Diese Tatsache kommt u. a. in der Abwanderung der weiblichen Bevölkerung vom Lande in die Stadt und in der Auswanderung klar zum Ausdruck, wenngleich zuzugeben ist, dass das sexuale Motiv nicht das ausschließliche ist, und auch dort, wo es zweifellos vorhanden, subjektiv nicht immer zum klaren Bewusstsein kommt.

Auch das suggestive Moment spielt in dieser Beziehung eine Rolle. Hier kommen einmal die Lockungen von Angehörigen, Bekannten und Freunden, sowie auch — besonders im Osten Deutschlands — ein ausgedehnter Mädchenhandel in Betracht.

Wegen der ungleichmäßigen Verteilung der Geschlechter in Amerika, d. h. des Überwiegens des männlichen Geschlechtes, kehren ferner oftmals heiratsfähige Auswanderer, nachdem sie sich drüben ansässig gemacht haben, wieder nach Deutschland zurück, um sich gewöhnlich aus ihren Jugendkreisen eine Frau zu holen. Solche Freierreisen in die ehemalige Heimat, ferner Heiratsvermittlungen zwischen hüben und drüben durch Freundes- und Bekanntenkreise, sind in einzelnen Gegenden Deutschlands eine sehr häufige Erscheinung.

In diesem Zusammenhange ist auch der Mädchenhandel als auswanderungsfördernde Ursache zu erwähnen, ein dunkler Punkt der heutigen Kultur, der trotz aller Bekämpfung nicht leicht auszurotten ist 15). Nicht selten tauchen in den Tagesblättern Annoncen auf, in welchen Dienstmädchen, Gouvernanten u. A. unter sehr günstigen Bedingungen für das Ausland gesucht werden. Solchen gegenüber ist große Vorsicht geboten. Denn häufig verbirgt sich dahinter irgendein Mädchenhändler, der durch gleißnerische Versprechungen unerfahrene Mädchen an sich zu locken sucht, um sie ins Ausland oder in ausländische Bordelle zu verschleppen. Höchstwahrscheinlich sind die hohen Ziffern der Auswanderung jugendlicher weiblicher Personen in Westpreußen und Posen leider zum Teil auch auf den überseeischen Mädchenhandel zurückzuführen, wenn andererseits wohl auch der Grund der hohen weiblichen Auswanderung in dem früher erfolgten starken Wegzug männlicher Personen und dem dadurch entstandenen Weiberüberschuss (insbesondere Überschuss heiratsfähiger Weiber) liegen mag. Wenn auch Österreich-Ungarn und Russland die „Hauptausfuhrmärkte" dieser überseeischen „Ware" bilden, so kommt doch ein nicht unbeträchtlicher Teil aus den an Russland angrenzenden deutschen Provinzen, wie u. a. auch die Untersuchungen des amerikanischen Einwanderungskommissärs ergeben haben. Als Mädchenhändler figurieren hier vor allem Galizier und osteuropäische Juden, die je nach „Vertrag" ihre Ware anbieten. Während die Union und Kanada eine derartige Einwanderung bekämpfen, wird der Mädchenhandel von südamerikanischen Staaten eher begünstigt.

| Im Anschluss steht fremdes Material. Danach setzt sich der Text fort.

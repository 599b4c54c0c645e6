use geo::{Coord, MapCoords, MultiPolygon};
use proj4rs::{proj::Proj, transform::transform};

use super::FeatureCollection;
use crate::error::{HeightError, Result};


/// PROJ.4 definitions for the reference systems the pipeline meets.
pub fn proj_string(epsg: u32) -> Option<&'static str> {
    match epsg {
        4326 => Some("+proj=longlat +datum=WGS84 +no_defs"),
        4258 => Some("+proj=longlat +ellps=GRS80 +towgs84=0,0,0,0,0,0,0 +no_defs"),
        3857 => Some("+proj=merc +a=6378137 +b=6378137 +lat_ts=0 +lon_0=0 +x_0=0 +y_0=0 +k=1 +units=m +no_defs"),
        28992 => Some(
            "+proj=sterea +lat_0=52.15616055555555 +lon_0=5.38763888888889 +k=0.9999079 \
             +x_0=155000 +y_0=463000 +ellps=bessel \
             +towgs84=565.417,50.3319,465.552,-0.398957,0.343988,-1.8774,4.0725 +units=m +no_defs",
        ),
        _ => None,
    }
}

fn is_geographic(epsg: u32) -> bool {
    matches!(epsg, 4326 | 4258)
}

struct Projections {
    from: Proj,
    to: Proj,
}

/// Converts coordinates between two EPSG codes. Geographic systems are in
/// degrees on both ends.
pub struct Reprojector {
    from_epsg: u32,
    to_epsg: u32,
    projections: Option<Projections>,
}

impl Reprojector {
    pub fn new(from_epsg: u32, to_epsg: u32) -> Result<Self> {
        let lookup = |epsg: u32| -> Result<Proj> {
            let definition = proj_string(epsg).ok_or(HeightError::UnsupportedEpsg(epsg))?;
            Proj::from_proj_string(definition)
                .map_err(|e| HeightError::Projection(format!("EPSG:{}: {:?}", epsg, e)))
        };

        let projections = if from_epsg == to_epsg {
            None
        } else {
            Some(Projections {
                from: lookup(from_epsg)?,
                to: lookup(to_epsg)?,
            })
        };

        Ok(Reprojector {
            from_epsg,
            to_epsg,
            projections,
        })
    }

    pub fn coord(&self, c: Coord<f64>) -> Result<Coord<f64>> {
        let projections = match &self.projections {
            None => return Ok(c),
            Some(p) => p,
        };

        let mut point = if is_geographic(self.from_epsg) {
            (c.x.to_radians(), c.y.to_radians(), 0.0)
        } else {
            (c.x, c.y, 0.0)
        };

        transform(&projections.from, &projections.to, &mut point).map_err(|e| {
            HeightError::Projection(format!(
                "EPSG:{} -> EPSG:{} at ({}, {}): {:?}",
                self.from_epsg, self.to_epsg, c.x, c.y, e
            ))
        })?;

        if is_geographic(self.to_epsg) {
            Ok(Coord {
                x: point.0.to_degrees(),
                y: point.1.to_degrees(),
            })
        } else {
            Ok(Coord { x: point.0, y: point.1 })
        }
    }

    pub fn multi_polygon(&self, shape: &MultiPolygon<f64>) -> Result<MultiPolygon<f64>> {
        if self.projections.is_none() {
            return Ok(shape.clone());
        }
        shape.try_map_coords(|c| self.coord(c))
    }

    pub fn collection(&self, collection: &FeatureCollection) -> Result<FeatureCollection> {
        let mut out = collection.clone();
        for feature in out.iter_mut() {
            feature.geometry = self.multi_polygon(&feature.geometry)?;
        }
        out.epsg = self.to_epsg;
        Ok(out)
    }
}
use std::time::Instant;

use anyhow::bail;
use clap::{Arg, ArgMatches};
use log::info;

use super::{existing_dir, Command};
use crate::config::PipelineConfig;
use crate::pipeline::{read_area_names, run_batch, BatchState, Layout};


pub struct Run {}

impl Command for Run {
    fn description(&self) -> &'static str {
        "Run the whole pipeline for every recorded area below a working directory."
    }

    fn args(&self) -> Vec<Arg<'static>> {
        vec![
            Arg::new("dir")
                .short('d')
                .long("dir")
                .value_name("DIR")
                .takes_value(true)
                .required(true)
                .help("Working directory holding data/ and output/"),
            Arg::new("records")
                .long("records")
                .value_name("FILE")
                .takes_value(true)
                .help("Area names, one per line (default data/nl_records.txt)"),
            Arg::new("force")
                .long("force")
                .help("Process areas again even if they were processed before"),
            Arg::new("names")
                .value_name("NAME")
                .multiple_values(true)
                .help("Areas to process instead of the records file"),
        ]
    }

    fn run(&self, args: &ArgMatches, config: &PipelineConfig) -> anyhow::Result<()> {
        let start = Instant::now();
        let layout = Layout::new(existing_dir(args, "dir")?);

        let names: Vec<String> = match args.values_of("names") {
            Some(values) => values.map(str::to_string).collect(),
            None => {
                let records = args
                    .value_of("records")
                    .map(Into::into)
                    .unwrap_or_else(|| layout.records());
                read_area_names(&records)?
            }
        };
        info!("ℹ️  {} area(s) to process", names.len());

        let state = BatchState::load(&layout.processed())?;
        let (state, report) = run_batch(&names, state, &layout, config, args.is_present("force"));
        state.save(&layout.processed())?;

        for summary in &report.succeeded {
            println!(
                "{}: {} building(s), {} estimated, rmse {:.3}",
                summary.name, summary.buildings, summary.estimated, summary.report.rmse
            );
        }

        info!(
            "🎉  Finished {} area(s), skipped {}, failed {} in {}ms",
            report.succeeded.len(),
            report.skipped.len(),
            report.failed.len(),
            start.elapsed().as_millis()
        );

        if !report.failed.is_empty() {
            let names: Vec<&str> = report.failed.iter().map(|e| e.name.as_str()).collect();
            bail!("{} area(s) failed: {}", names.len(), names.join(", "));
        }

        Ok(())
    }
}
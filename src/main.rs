use clap::{command, ArgMatches};
use log::debug;

use crate::commands::{ClapCommand, Evaluate, Fill, HeightModel, ResolveTiles, Run, Zonal};
use crate::config::PipelineConfig;

mod commands;
mod config;
mod error;
mod evaluate;
mod feature;
mod pipeline;
mod raster;
#[cfg(test)]
mod test;
mod tiles;
mod zonal;

fn main() {
    env_logger::Builder::from_env(env_logger::Env::default().default_filter_or("info"))
        .format_timestamp(None)
        .format_target(false)
        .init();

    let args: Vec<_> = std::env::args().collect();

    if let Err(e) = execute(&args) {
        println!("❌ Error: {:#}", e);
        std::process::exit(1);
    }
}

fn load_config(args: &ArgMatches) -> anyhow::Result<PipelineConfig> {
    match args.value_of("config") {
        Some(path) => {
            debug!("reading configuration from {}", path);
            Ok(PipelineConfig::from_file(std::path::Path::new(path))?)
        }
        None => Ok(PipelineConfig::default()),
    }
}

fn execute(input: &[String]) -> anyhow::Result<()> {
    let commands: Vec<ClapCommand> = vec![
        ClapCommand::new("fill", Box::new(Fill {})),
        ClapCommand::new("height-model", Box::new(HeightModel {})),
        ClapCommand::new("resolve-tiles", Box::new(ResolveTiles {})),
        ClapCommand::new("zonal", Box::new(Zonal {})),
        ClapCommand::new("evaluate", Box::new(Evaluate {})),
        ClapCommand::new("run", Box::new(Run {})),
        // Add commands here
    ];

    let mut app = command!()
        .propagate_version(true)
        .subcommand_required(true)
        .arg_required_else_help(true);

    app = commands.iter().fold(app, |a, c| a.subcommand(c.register()));

    let matches = app.get_matches_from(input);

    match matches.subcommand() {
        Some((name, sub_matches)) => match commands.iter().find(|c| c.identifier == name) {
            Some(command) => command.run(sub_matches, &load_config(sub_matches)?),
            _ => unreachable!(),
        },
        _ => unreachable!(),
    }
}
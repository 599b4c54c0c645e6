use geo::MultiPolygon;

use crate::error::{HeightError, Result};
use crate::feature::{FeatureCollection, PropertyValue};


/// The part of a tile code after the first `_`, lower-cased.
pub fn suffix_of(code: &str) -> Option<String> {
    code.split('_')
        .nth(1)
        .filter(|s| !s.is_empty())
        .map(str::to_lowercase)
}

#[derive(Debug, Clone, PartialEq)]
pub struct TileCatalogEntry {
    pub code: String,
    pub suffix: String,
    pub boundary: MultiPolygon<f64>,
}

impl TileCatalogEntry {
    pub fn new(code: &str, boundary: MultiPolygon<f64>) -> Result<Self> {
        let suffix = suffix_of(code).ok_or_else(|| {
            HeightError::InvalidCatalog(format!("tile code {:?} has no suffix after '_'", code))
        })?;

        Ok(TileCatalogEntry {
            code: code.to_string(),
            suffix,
            boundary,
        })
    }
}

/// Reference index of the source data tiles, in catalog order.
#[derive(Debug, Clone, PartialEq)]
pub struct TileCatalog {
    pub epsg: u32,
    pub entries: Vec<TileCatalogEntry>,
}

impl TileCatalog {
    pub fn from_collection(collection: &FeatureCollection, code_attribute: &str) -> Result<Self> {
        let entries = collection
            .enumerate()
            .map(|(id, feature)| match feature.properties.get(code_attribute) {
                Some(PropertyValue::String(code)) => TileCatalogEntry::new(code, feature.geometry.clone()),
                _ => Err(HeightError::InvalidCatalog(format!(
                    "tile {} has no {:?} attribute",
                    id, code_attribute
                ))),
            })
            .collect::<Result<Vec<_>>>()?;

        Ok(TileCatalog {
            epsg: collection.epsg,
            entries,
        })
    }
}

15) Über den Mädchenhandel vgl. z. B. einen interessanten Aufsatz von Maximilian Dusch, Der Mädchenhandel. Sozialpolitische und volkswirtschaftliche Beilage zur Augsburger Post-Zeitung Nr. 223 ff. 1911. — § 48 des deutschen Auswanderungsgesetzes konnte für Deutschland keine genügende Abschreckung erzwingen, weshalb dem gegenwärtigen Reichstag ein neuer Gesetzentwurf Zur Regelung dieser Materie vorliegt.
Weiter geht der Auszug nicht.